[Records excerpted from a collection]
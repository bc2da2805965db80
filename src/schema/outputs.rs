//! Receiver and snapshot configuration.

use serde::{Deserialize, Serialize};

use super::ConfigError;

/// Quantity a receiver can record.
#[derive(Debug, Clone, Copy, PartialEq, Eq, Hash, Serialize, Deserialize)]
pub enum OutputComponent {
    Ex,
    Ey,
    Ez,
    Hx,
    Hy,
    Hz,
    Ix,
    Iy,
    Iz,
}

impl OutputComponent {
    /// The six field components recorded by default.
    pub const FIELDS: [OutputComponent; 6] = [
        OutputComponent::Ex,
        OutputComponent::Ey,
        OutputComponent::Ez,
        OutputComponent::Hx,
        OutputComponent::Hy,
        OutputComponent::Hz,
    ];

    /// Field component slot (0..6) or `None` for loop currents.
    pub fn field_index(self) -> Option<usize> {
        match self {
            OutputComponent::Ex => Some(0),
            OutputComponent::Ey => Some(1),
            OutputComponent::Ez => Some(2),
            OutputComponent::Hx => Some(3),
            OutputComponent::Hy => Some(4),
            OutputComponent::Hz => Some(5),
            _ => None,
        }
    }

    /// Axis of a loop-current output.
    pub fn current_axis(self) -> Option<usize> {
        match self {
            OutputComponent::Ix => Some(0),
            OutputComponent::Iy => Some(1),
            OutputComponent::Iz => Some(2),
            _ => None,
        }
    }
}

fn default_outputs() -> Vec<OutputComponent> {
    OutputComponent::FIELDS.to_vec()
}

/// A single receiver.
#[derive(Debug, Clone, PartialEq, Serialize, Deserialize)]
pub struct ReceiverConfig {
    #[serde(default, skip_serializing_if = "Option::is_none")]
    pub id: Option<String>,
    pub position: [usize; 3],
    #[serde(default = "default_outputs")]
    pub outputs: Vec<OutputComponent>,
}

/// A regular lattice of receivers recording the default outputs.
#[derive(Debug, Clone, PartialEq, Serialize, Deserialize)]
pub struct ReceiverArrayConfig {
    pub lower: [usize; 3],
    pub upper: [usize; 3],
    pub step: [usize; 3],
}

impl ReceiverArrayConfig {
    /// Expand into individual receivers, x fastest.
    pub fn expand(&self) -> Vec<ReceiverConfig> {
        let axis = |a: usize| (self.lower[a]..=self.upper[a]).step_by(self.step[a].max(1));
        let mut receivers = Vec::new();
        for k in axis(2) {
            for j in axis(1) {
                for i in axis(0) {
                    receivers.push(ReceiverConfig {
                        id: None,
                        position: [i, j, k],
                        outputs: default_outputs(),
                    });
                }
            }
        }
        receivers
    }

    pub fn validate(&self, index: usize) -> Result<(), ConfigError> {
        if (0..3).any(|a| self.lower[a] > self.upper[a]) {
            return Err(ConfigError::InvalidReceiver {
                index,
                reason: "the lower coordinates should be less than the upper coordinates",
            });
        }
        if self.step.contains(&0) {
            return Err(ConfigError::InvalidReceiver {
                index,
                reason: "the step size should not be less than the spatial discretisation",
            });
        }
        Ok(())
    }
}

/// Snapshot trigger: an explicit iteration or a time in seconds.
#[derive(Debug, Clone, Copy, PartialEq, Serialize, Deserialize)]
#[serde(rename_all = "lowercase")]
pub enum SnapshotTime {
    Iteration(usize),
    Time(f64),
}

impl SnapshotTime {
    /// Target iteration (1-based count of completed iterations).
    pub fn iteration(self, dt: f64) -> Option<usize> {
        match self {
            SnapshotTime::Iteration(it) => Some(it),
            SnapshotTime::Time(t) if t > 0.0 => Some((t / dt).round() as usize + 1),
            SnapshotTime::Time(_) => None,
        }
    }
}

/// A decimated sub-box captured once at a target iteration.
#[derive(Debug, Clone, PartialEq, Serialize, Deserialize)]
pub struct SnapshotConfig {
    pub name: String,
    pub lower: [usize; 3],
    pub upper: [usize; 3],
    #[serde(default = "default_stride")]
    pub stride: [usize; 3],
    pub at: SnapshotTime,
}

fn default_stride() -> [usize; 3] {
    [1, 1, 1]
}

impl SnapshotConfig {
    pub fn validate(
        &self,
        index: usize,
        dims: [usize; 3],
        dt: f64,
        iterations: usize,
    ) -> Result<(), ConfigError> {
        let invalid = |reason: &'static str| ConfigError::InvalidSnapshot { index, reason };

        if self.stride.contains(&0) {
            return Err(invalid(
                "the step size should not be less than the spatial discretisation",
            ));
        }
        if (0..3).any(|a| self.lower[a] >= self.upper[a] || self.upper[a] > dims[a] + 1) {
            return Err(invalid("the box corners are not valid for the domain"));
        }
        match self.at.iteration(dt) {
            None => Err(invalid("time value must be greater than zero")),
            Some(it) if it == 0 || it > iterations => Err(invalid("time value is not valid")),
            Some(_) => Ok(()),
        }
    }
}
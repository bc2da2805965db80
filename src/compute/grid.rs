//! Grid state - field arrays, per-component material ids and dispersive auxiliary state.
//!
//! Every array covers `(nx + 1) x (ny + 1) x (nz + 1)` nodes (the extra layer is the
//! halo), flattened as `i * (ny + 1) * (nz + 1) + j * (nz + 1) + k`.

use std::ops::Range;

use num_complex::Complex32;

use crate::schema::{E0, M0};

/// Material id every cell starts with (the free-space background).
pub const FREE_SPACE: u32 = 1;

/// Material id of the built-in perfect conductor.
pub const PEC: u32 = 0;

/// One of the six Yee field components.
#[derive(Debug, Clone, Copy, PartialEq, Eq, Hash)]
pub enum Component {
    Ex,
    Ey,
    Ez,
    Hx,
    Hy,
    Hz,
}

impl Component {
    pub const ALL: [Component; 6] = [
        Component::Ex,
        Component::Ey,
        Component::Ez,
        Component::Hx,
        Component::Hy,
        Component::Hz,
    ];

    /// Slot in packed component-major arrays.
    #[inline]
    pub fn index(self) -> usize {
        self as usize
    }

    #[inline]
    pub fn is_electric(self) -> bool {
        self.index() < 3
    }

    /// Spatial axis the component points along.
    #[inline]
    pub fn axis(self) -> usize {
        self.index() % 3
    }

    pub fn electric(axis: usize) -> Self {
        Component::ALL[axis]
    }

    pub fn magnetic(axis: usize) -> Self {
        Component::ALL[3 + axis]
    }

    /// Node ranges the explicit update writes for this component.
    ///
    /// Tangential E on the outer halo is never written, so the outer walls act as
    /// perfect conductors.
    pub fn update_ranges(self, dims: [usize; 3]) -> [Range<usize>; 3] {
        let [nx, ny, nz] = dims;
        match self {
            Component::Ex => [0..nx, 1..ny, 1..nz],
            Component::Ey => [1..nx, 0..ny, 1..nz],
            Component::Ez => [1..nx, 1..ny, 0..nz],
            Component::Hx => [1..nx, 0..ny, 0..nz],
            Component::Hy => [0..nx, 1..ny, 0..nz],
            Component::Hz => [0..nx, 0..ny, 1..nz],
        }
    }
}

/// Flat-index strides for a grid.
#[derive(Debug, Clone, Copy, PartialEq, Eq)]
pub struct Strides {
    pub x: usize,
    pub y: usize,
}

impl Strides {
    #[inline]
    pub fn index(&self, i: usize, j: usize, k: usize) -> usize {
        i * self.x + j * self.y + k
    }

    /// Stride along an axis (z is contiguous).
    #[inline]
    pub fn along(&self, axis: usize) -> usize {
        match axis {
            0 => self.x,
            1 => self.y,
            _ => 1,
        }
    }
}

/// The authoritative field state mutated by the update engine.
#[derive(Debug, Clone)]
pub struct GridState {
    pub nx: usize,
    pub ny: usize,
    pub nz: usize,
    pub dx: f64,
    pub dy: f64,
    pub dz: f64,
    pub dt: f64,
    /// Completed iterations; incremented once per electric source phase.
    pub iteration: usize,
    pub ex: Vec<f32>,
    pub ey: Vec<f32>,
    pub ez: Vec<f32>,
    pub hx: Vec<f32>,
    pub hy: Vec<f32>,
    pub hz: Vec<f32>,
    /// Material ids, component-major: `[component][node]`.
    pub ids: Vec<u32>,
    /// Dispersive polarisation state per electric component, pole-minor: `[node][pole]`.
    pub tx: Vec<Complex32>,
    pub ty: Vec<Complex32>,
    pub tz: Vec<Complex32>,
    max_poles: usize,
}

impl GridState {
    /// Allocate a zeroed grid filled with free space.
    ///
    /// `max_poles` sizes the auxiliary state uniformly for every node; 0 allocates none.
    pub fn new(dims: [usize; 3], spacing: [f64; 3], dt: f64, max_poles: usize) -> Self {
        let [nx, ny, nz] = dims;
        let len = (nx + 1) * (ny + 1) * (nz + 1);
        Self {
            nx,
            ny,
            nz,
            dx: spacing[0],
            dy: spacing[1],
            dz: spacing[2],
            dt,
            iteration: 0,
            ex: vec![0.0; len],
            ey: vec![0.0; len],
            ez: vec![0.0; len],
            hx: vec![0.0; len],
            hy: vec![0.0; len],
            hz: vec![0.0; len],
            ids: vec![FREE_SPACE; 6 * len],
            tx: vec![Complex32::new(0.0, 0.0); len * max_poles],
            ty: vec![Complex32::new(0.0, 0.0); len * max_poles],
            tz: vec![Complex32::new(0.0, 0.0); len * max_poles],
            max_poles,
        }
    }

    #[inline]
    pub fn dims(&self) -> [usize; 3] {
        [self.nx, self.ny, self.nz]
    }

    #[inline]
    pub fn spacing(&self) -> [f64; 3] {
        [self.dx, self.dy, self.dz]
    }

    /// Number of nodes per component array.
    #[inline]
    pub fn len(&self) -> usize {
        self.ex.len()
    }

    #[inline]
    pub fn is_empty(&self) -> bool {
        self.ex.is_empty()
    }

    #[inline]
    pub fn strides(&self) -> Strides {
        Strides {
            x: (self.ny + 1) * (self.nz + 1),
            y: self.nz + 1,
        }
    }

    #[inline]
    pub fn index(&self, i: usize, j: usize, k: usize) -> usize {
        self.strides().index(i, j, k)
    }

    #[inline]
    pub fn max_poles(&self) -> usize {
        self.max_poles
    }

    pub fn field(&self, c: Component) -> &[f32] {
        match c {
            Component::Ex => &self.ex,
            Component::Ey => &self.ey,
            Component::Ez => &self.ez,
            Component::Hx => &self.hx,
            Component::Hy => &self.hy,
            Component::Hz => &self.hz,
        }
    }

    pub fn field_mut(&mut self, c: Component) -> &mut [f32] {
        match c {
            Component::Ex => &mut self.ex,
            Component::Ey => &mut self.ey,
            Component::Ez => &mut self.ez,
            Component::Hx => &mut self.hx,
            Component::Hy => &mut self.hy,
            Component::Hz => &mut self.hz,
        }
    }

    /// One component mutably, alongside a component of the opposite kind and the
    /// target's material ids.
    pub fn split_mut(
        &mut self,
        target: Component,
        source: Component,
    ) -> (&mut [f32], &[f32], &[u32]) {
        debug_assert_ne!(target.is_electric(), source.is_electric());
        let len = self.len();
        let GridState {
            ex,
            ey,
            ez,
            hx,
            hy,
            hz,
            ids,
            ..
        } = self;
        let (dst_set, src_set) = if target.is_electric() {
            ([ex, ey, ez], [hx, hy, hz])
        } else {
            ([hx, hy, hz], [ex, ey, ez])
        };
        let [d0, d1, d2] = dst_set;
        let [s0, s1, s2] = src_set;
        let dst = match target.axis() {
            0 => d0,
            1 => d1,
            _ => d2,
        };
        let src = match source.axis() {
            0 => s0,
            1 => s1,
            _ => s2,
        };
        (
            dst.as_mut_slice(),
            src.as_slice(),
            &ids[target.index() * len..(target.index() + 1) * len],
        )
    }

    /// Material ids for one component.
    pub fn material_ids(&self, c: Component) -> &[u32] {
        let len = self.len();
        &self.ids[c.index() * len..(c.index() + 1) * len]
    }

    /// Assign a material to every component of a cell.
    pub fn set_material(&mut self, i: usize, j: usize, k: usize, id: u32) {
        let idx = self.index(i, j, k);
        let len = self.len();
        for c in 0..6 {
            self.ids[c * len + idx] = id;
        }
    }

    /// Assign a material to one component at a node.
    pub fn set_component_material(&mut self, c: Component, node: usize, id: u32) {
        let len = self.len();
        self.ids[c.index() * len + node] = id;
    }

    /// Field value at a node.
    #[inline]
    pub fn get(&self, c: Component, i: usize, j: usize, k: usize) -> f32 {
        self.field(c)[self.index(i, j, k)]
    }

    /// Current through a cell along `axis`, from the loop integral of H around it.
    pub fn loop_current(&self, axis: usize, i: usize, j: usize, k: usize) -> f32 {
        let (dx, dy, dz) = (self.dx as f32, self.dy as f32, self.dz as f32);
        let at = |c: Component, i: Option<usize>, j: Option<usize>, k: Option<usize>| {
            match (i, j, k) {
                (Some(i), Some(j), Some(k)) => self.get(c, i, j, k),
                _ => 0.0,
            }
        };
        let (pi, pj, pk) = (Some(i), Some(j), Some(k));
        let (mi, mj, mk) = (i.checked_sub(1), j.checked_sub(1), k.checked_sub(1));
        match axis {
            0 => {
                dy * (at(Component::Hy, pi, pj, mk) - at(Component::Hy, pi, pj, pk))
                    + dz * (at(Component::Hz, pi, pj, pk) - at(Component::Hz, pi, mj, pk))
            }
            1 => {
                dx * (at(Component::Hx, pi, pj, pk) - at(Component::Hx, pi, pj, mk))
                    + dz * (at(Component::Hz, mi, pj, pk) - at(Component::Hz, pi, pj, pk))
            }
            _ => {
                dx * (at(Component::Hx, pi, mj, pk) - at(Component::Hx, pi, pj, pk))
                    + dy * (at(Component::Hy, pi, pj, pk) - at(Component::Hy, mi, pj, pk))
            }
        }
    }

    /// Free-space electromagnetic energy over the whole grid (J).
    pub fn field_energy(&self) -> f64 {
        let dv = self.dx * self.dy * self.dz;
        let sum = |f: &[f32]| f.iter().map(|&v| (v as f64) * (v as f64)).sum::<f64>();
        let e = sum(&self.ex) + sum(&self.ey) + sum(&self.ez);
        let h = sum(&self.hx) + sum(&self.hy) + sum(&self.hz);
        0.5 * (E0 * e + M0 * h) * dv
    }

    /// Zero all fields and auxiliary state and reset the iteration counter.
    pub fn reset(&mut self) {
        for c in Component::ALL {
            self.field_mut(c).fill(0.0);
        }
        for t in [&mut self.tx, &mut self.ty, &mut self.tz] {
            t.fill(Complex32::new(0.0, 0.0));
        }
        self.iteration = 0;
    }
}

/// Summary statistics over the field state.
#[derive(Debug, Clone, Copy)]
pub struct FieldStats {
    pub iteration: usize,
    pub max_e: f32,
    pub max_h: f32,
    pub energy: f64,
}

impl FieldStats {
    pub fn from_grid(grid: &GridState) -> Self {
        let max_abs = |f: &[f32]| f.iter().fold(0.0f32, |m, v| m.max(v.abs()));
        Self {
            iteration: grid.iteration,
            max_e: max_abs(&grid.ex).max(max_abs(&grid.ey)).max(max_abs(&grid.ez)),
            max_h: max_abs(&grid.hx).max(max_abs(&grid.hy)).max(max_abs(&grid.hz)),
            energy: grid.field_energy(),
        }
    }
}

-- How to complete this task --
Where in the entries does the word "Result" occur? Copy out each line that has it.

-- Reply --
    pub fn validate(&self, index: usize) -> Result<(), ConfigError> {
    ) -> Result<(), ConfigError> {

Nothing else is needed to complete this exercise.